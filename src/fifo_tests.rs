// SPDX-License-Identifier: BUSL-1.1
// Copyright (c) 2026 Alfred Jean LLC

use super::*;

#[test]
fn push_get_preserves_order() {
    let mut q = Fifo::new();
    q.push(1);
    q.push(2);
    q.push(3);
    assert_eq!(q.get(), Some(1));
    assert_eq!(q.get(), Some(2));
    assert_eq!(q.head(), Some(&3));
    assert_eq!(q.get(), Some(3));
    assert!(q.empty());
    assert_eq!(q.get(), None);
}

#[test]
fn contains_tests_membership_without_removing() {
    let mut q: Fifo<&str> = Fifo::new();
    q.push("a");
    q.push("b");
    assert!(q.contains(&"a"));
    assert!(!q.contains(&"c"));
    assert_eq!(q.len(), 2);
}

proptest::proptest! {
    #[test]
    fn get_order_matches_push_order(elements: Vec<i32>) {
        let mut q = Fifo::new();
        for e in &elements {
            q.push(*e);
        }
        let mut drained = Vec::new();
        while let Some(e) = q.get() {
            drained.push(e);
        }
        proptest::prop_assert_eq!(drained, elements);
    }
}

→ **WORK REQUIRED**
Would you retype the lines of the data above, from the one holding "assert_eq!(q.get(), Some(2));" through its final line, exactly and without adding any other line?

→ **EXERCISE SOLUTION**
    assert_eq!(q.get(), Some(2));
    assert_eq!(q.head(), Some(&3));
    assert_eq!(q.get(), Some(3));
    assert!(q.empty());
    assert_eq!(q.get(), None);
}

#[test]
fn contains_tests_membership_without_removing() {
    let mut q: Fifo<&str> = Fifo::new();
    q.push("a");
    q.push("b");
    assert!(q.contains(&"a"));
    assert!(!q.contains(&"c"));
    assert_eq!(q.len(), 2);
}

proptest::proptest! {
    #[test]
    fn get_order_matches_push_order(elements: Vec<i32>) {
        let mut q = Fifo::new();
        for e in &elements {
            q.push(*e);
        }
        let mut drained = Vec::new();
        while let Some(e) = q.get() {
            drained.push(e);
        }
        proptest::prop_assert_eq!(drained, elements);
    }
}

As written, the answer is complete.